Ne var ki insanı hasta eden, aynı zamanda değerini de oluşturur. Hastalığın kendisi bir değerin taşıyıcısı olur. Örneğin Nietzsche için radikal bir biçimde hor gördüğü rahip türünü oluşturan spesifik insan hastalığında olduğu gibi, ki ancak insanın bu oldukça tehlikeli ruhani varoluş biçiminin zemininde, “insan ilginç bir hayvan haline gelmiştir ve ancak burada insan ruhu daha yüksek bir anlamda derinlik kazanmıştır ve kötü olmuştur - ki bunlar bugüne kadar insanın diğer hayvanlar üzerindeki üstünlüğünün iki temel biçimiydi!” (7, 311) diye ekler.
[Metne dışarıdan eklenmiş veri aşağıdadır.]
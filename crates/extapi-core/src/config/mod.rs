//! # extapi Configuration
//!
//! Process-wide options consumed by the extension layer, loaded from a JSON,
//! YAML or TOML file. The same [`ConfigFormat`] detection is used for
//! extension module manifests.
pub mod error;

use std::path::Path;

use serde::de::DeserializeOwned;
use serde::{Deserialize, Serialize};
#[cfg(feature = "yaml-config")]
use serde_yaml;
#[cfg(feature = "toml-config")]
use toml;

use crate::config::error::ConfigError;
use crate::kernel::constants;

/// Supported configuration file formats
#[derive(Debug, Clone, Copy, PartialEq, Eq)]
pub enum ConfigFormat {
    /// JSON format (.json)
    Json,
    /// YAML format (.yaml, .yml) - requires "yaml-config" feature
    #[cfg(feature = "yaml-config")]
    Yaml,
    /// TOML format (.toml) - requires "toml-config" feature
    #[cfg(feature = "toml-config")]
    Toml,
}

impl ConfigFormat {
    /// Get the file extension for this format
    pub fn extension(&self) -> &'static str {
        match self {
            ConfigFormat::Json => "json",
            #[cfg(feature = "yaml-config")]
            ConfigFormat::Yaml => "yaml",
            #[cfg(feature = "toml-config")]
            ConfigFormat::Toml => "toml",
        }
    }

    /// Determine format from a bare file extension, case-insensitively
    pub fn from_extension(ext: &str) -> Option<Self> {
        match ext.to_lowercase().as_str() {
            "json" => Some(ConfigFormat::Json),
            #[cfg(feature = "yaml-config")]
            "yaml" | "yml" => Some(ConfigFormat::Yaml),
            #[cfg(feature = "toml-config")]
            "toml" => Some(ConfigFormat::Toml),
            _ => None,
        }
    }

    /// Determine format from file extension
    pub fn from_path(path: &Path) -> Option<Self> {
        path.extension()
            .and_then(|ext| ext.to_str())
            .and_then(Self::from_extension)
    }

    /// Deserialize `data` in this format
    pub fn deserialize<T: DeserializeOwned>(&self, data: &str) -> Result<T, String> {
        match self {
            ConfigFormat::Json => serde_json::from_str(data).map_err(|e| e.to_string()),
            #[cfg(feature = "yaml-config")]
            ConfigFormat::Yaml => serde_yaml::from_str(data).map_err(|e| e.to_string()),
            #[cfg(feature = "toml-config")]
            ConfigFormat::Toml => toml::from_str(data).map_err(|e| e.to_string()),
        }
    }
}

fn default_api_version() -> String {
    constants::API_VERSION.to_string()
}

fn default_load_timeout() -> u64 {
    constants::DEFAULT_EXTENSION_LOAD_TIMEOUT_SECS
}

fn default_vim_drivers() -> Vec<String> {
    vec!["openstack".to_string(), "kubernetes".to_string()]
}

/// Options of the API server that the extension layer reads
#[derive(Debug, Clone, PartialEq, Serialize, Deserialize)]
#[serde(default)]
pub struct ApiConfig {
    /// Extra extension directories, `:`-separated, searched before the built-in one
    pub api_extensions_path: Option<String>,
    /// Let resource controllers honour `limit`/`marker`
    pub allow_pagination: bool,
    /// Let resource controllers honour `sort_key`/`sort_dir`
    pub allow_sorting: bool,
    /// Core API version passed to extensions when merging attributes
    #[serde(default = "default_api_version")]
    pub api_version: String,
    /// Upper bound for extension discovery
    #[serde(default = "default_load_timeout")]
    pub extension_load_timeout_secs: u64,
    /// Cap applied to `limit` when paginating; `None` leaves it unbounded
    pub pagination_max_limit: Option<usize>,
    /// VIM drivers loaded from the NFVO driver namespace
    #[serde(default = "default_vim_drivers")]
    pub vim_drivers: Vec<String>,
}

impl Default for ApiConfig {
    fn default() -> Self {
        Self {
            api_extensions_path: None,
            allow_pagination: false,
            allow_sorting: false,
            api_version: default_api_version(),
            extension_load_timeout_secs: default_load_timeout(),
            pagination_max_limit: None,
            vim_drivers: default_vim_drivers(),
        }
    }
}

impl ApiConfig {
    /// Parse a configuration document in the given format
    pub fn parse(data: &str, format: ConfigFormat) -> Result<Self, ConfigError> {
        format
            .deserialize(data)
            .map_err(|message| ConfigError::Parse {
                format: format.extension().to_string(),
                message,
            })
    }

    /// Load the configuration from a file, picking the format from its suffix
    pub async fn load(path: &Path) -> Result<Self, ConfigError> {
        let format = ConfigFormat::from_path(path).ok_or_else(|| ConfigError::UnsupportedFormat {
            path: path.to_path_buf(),
        })?;
        let content = tokio::fs::read_to_string(path)
            .await
            .map_err(|source| ConfigError::Io {
                path: path.to_path_buf(),
                source,
            })?;
        let config = Self::parse(&content, format)?;
        log::debug!("Loaded configuration from {}", path.display());
        Ok(config)
    }

    /// The full extensions search path: configured directories first, then `builtin`
    pub fn extensions_path(&self, builtin: &str) -> String {
        match self.api_extensions_path.as_deref() {
            Some(extra) if !extra.is_empty() => {
                format!("{}{}{}", extra, constants::EXTENSIONS_PATH_SEPARATOR, builtin)
            }
            _ => builtin.to_string(),
        }
    }

    /// Prepend the configured path to `paths` and store the joined result, dropping empty entries
    pub fn append_api_extensions_path<S: AsRef<str>>(&mut self, paths: &[S]) {
        let current = self.api_extensions_path.clone().unwrap_or_default();
        let joined = std::iter::once(current.as_str())
            .chain(paths.iter().map(|p| p.as_ref()))
            .filter(|p| !p.is_empty())
            .collect::<Vec<_>>()
            .join(&constants::EXTENSIONS_PATH_SEPARATOR.to_string());
        self.api_extensions_path = Some(joined);
    }

    /// Discovery bound as a `Duration`
    pub fn extension_load_timeout(&self) -> std::time::Duration {
        std::time::Duration::from_secs(self.extension_load_timeout_secs)
    }
}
Hasta olmanın nedeni ise her şeyden önce insanın büyüklüğüdür. Zira insanın herhangi bir hayvandan daha hastalıklı, daha güvensiz, daha değişken ve daha belirsiz olması nereden kaynaklanır? “Muhakkak ki tüm diğer hayvanlardan daha fazla cüretkârlık göstermiş, yenilemiş, inat etmiş ve kadere isyan etmiştir: Büyük deneyci, son hükümdarlık için hayvan, doğa ve Tanrı’yla mücadele eden tatminsiz, doyumsuz insan, yenilmemiş insan, ebediyen geleceğin insanı” (7,431).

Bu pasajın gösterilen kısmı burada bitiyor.